*What you will do*. For every record below, write out an exact copy.

Start of Records provided

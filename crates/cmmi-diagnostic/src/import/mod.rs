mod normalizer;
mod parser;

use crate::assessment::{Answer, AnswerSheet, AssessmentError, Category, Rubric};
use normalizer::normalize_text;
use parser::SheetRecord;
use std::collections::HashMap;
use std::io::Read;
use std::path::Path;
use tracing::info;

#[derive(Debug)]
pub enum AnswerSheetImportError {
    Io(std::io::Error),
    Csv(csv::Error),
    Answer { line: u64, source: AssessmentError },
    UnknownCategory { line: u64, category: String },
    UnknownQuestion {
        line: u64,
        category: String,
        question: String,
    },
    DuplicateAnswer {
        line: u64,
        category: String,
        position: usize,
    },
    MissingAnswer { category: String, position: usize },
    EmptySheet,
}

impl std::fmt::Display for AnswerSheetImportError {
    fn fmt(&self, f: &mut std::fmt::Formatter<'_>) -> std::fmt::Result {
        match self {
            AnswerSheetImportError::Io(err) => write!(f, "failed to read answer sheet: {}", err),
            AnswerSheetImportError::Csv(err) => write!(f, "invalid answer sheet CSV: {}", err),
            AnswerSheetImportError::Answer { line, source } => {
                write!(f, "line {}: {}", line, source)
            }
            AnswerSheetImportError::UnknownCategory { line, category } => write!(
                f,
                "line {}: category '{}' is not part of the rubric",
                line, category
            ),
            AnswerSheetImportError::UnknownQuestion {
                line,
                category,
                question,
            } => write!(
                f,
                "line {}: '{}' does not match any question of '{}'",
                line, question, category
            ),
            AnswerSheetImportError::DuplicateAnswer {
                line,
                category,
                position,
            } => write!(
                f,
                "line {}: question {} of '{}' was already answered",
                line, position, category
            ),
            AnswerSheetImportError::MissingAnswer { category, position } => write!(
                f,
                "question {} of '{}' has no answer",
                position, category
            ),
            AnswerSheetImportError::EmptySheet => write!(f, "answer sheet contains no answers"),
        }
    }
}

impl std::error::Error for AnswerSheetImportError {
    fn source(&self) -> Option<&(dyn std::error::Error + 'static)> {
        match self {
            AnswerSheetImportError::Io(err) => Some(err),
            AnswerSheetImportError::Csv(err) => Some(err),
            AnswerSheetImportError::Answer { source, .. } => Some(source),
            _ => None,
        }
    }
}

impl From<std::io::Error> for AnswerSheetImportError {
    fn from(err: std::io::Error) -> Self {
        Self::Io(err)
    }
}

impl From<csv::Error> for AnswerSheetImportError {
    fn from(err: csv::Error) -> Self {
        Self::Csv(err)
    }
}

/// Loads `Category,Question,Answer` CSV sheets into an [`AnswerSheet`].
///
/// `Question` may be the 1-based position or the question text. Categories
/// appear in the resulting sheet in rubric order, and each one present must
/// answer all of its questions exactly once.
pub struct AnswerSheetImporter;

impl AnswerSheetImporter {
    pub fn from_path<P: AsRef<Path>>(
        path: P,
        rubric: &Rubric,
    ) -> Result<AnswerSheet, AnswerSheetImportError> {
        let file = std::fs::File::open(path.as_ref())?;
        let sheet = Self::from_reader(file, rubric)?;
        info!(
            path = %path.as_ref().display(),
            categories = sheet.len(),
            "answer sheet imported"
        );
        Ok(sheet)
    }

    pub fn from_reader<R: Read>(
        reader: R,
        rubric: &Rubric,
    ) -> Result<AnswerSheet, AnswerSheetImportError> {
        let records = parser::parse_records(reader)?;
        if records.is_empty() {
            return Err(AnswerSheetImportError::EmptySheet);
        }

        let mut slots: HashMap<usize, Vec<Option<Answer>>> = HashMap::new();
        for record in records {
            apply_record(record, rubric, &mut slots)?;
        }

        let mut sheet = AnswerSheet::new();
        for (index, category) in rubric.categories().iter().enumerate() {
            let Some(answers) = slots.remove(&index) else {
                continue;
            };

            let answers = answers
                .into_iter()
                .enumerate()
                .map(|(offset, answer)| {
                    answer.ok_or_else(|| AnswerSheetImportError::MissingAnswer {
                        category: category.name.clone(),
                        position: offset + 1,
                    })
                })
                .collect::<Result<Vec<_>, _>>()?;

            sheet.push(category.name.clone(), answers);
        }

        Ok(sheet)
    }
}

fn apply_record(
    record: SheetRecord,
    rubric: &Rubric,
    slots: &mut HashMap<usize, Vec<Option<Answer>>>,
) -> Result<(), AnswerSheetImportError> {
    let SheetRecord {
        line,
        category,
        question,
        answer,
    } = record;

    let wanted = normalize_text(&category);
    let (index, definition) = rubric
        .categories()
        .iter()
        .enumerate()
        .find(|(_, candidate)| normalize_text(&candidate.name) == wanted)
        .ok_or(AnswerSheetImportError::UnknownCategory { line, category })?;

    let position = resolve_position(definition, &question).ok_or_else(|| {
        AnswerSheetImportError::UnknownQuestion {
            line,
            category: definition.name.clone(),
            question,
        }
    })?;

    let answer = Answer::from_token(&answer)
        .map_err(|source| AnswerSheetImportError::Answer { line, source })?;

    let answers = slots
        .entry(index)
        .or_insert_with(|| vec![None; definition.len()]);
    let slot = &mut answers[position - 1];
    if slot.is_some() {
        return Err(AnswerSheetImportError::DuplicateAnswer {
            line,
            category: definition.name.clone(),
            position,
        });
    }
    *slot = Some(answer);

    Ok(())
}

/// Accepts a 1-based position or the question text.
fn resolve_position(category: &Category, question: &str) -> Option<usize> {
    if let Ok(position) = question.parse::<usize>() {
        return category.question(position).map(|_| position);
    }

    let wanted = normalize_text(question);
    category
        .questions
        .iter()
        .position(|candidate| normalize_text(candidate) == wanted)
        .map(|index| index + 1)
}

End of Records provided

*Answer to this task*.
filename crates/cmmi-diagnostic/src/import/mod.rs
mod normalizer;
mod parser;

use crate::assessment::{Answer, AnswerSheet, AssessmentError, Category, Rubric};
use normalizer::normalize_text;
use parser::SheetRecord;
use std::collections::HashMap;
use std::io::Read;
use std::path::Path;
use tracing::info;

#[derive(Debug)]
pub enum AnswerSheetImportError {
    Io(std::io::Error),
    Csv(csv::Error),
    Answer { line: u64, source: AssessmentError },
    UnknownCategory { line: u64, category: String },
    UnknownQuestion {
        line: u64,
        category: String,
        question: String,
    },
    DuplicateAnswer {
        line: u64,
        category: String,
        position: usize,
    },
    MissingAnswer { category: String, position: usize },
    EmptySheet,
}

impl std::fmt::Display for AnswerSheetImportError {
    fn fmt(&self, f: &mut std::fmt::Formatter<'_>) -> std::fmt::Result {
        match self {
            AnswerSheetImportError::Io(err) => write!(f, "failed to read answer sheet: {}", err),
            AnswerSheetImportError::Csv(err) => write!(f, "invalid answer sheet CSV: {}", err),
            AnswerSheetImportError::Answer { line, source } => {
                write!(f, "line {}: {}", line, source)
            }
            AnswerSheetImportError::UnknownCategory { line, category } => write!(
                f,
                "line {}: category '{}' is not part of the rubric",
                line, category
            ),
            AnswerSheetImportError::UnknownQuestion {
                line,
                category,
                question,
            } => write!(
                f,
                "line {}: '{}' does not match any question of '{}'",
                line, question, category
            ),
            AnswerSheetImportError::DuplicateAnswer {
                line,
                category,
                position,
            } => write!(
                f,
                "line {}: question {} of '{}' was already answered",
                line, position, category
            ),
            AnswerSheetImportError::MissingAnswer { category, position } => write!(
                f,
                "question {} of '{}' has no answer",
                position, category
            ),
            AnswerSheetImportError::EmptySheet => write!(f, "answer sheet contains no answers"),
        }
    }
}

impl std::error::Error for AnswerSheetImportError {
    fn source(&self) -> Option<&(dyn std::error::Error + 'static)> {
        match self {
            AnswerSheetImportError::Io(err) => Some(err),
            AnswerSheetImportError::Csv(err) => Some(err),
            AnswerSheetImportError::Answer { source, .. } => Some(source),
            _ => None,
        }
    }
}

impl From<std::io::Error> for AnswerSheetImportError {
    fn from(err: std::io::Error) -> Self {
        Self::Io(err)
    }
}

impl From<csv::Error> for AnswerSheetImportError {
    fn from(err: csv::Error) -> Self {
        Self::Csv(err)
    }
}

/// Loads `Category,Question,Answer` CSV sheets into an [`AnswerSheet`].
///
/// `Question` may be the 1-based position or the question text. Categories
/// appear in the resulting sheet in rubric order, and each one present must
/// answer all of its questions exactly once.
pub struct AnswerSheetImporter;

impl AnswerSheetImporter {
    pub fn from_path<P: AsRef<Path>>(
        path: P,
        rubric: &Rubric,
    ) -> Result<AnswerSheet, AnswerSheetImportError> {
        let file = std::fs::File::open(path.as_ref())?;
        let sheet = Self::from_reader(file, rubric)?;
        info!(
            path = %path.as_ref().display(),
            categories = sheet.len(),
            "answer sheet imported"
        );
        Ok(sheet)
    }

    pub fn from_reader<R: Read>(
        reader: R,
        rubric: &Rubric,
    ) -> Result<AnswerSheet, AnswerSheetImportError> {
        let records = parser::parse_records(reader)?;
        if records.is_empty() {
            return Err(AnswerSheetImportError::EmptySheet);
        }

        let mut slots: HashMap<usize, Vec<Option<Answer>>> = HashMap::new();
        for record in records {
            apply_record(record, rubric, &mut slots)?;
        }

        let mut sheet = AnswerSheet::new();
        for (index, category) in rubric.categories().iter().enumerate() {
            let Some(answers) = slots.remove(&index) else {
                continue;
            };

            let answers = answers
                .into_iter()
                .enumerate()
                .map(|(offset, answer)| {
                    answer.ok_or_else(|| AnswerSheetImportError::MissingAnswer {
                        category: category.name.clone(),
                        position: offset + 1,
                    })
                })
                .collect::<Result<Vec<_>, _>>()?;

            sheet.push(category.name.clone(), answers);
        }

        Ok(sheet)
    }
}

fn apply_record(
    record: SheetRecord,
    rubric: &Rubric,
    slots: &mut HashMap<usize, Vec<Option<Answer>>>,
) -> Result<(), AnswerSheetImportError> {
    let SheetRecord {
        line,
        category,
        question,
        answer,
    } = record;

    let wanted = normalize_text(&category);
    let (index, definition) = rubric
        .categories()
        .iter()
        .enumerate()
        .find(|(_, candidate)| normalize_text(&candidate.name) == wanted)
        .ok_or(AnswerSheetImportError::UnknownCategory { line, category })?;

    let position = resolve_position(definition, &question).ok_or_else(|| {
        AnswerSheetImportError::UnknownQuestion {
            line,
            category: definition.name.clone(),
            question,
        }
    })?;

    let answer = Answer::from_token(&answer)
        .map_err(|source| AnswerSheetImportError::Answer { line, source })?;

    let answers = slots
        .entry(index)
        .or_insert_with(|| vec![None; definition.len()]);
    let slot = &mut answers[position - 1];
    if slot.is_some() {
        return Err(AnswerSheetImportError::DuplicateAnswer {
            line,
            category: definition.name.clone(),
            position,
        });
    }
    *slot = Some(answer);

    Ok(())
}

/// Accepts a 1-based position or the question text.
fn resolve_position(category: &Category, question: &str) -> Option<usize> {
    if let Ok(position) = question.parse::<usize>() {
        return category.question(position).map(|_| position);
    }

    let wanted = normalize_text(question);
    category
        .questions
        .iter()
        .position(|candidate| normalize_text(candidate) == wanted)
        .map(|index| index + 1)
}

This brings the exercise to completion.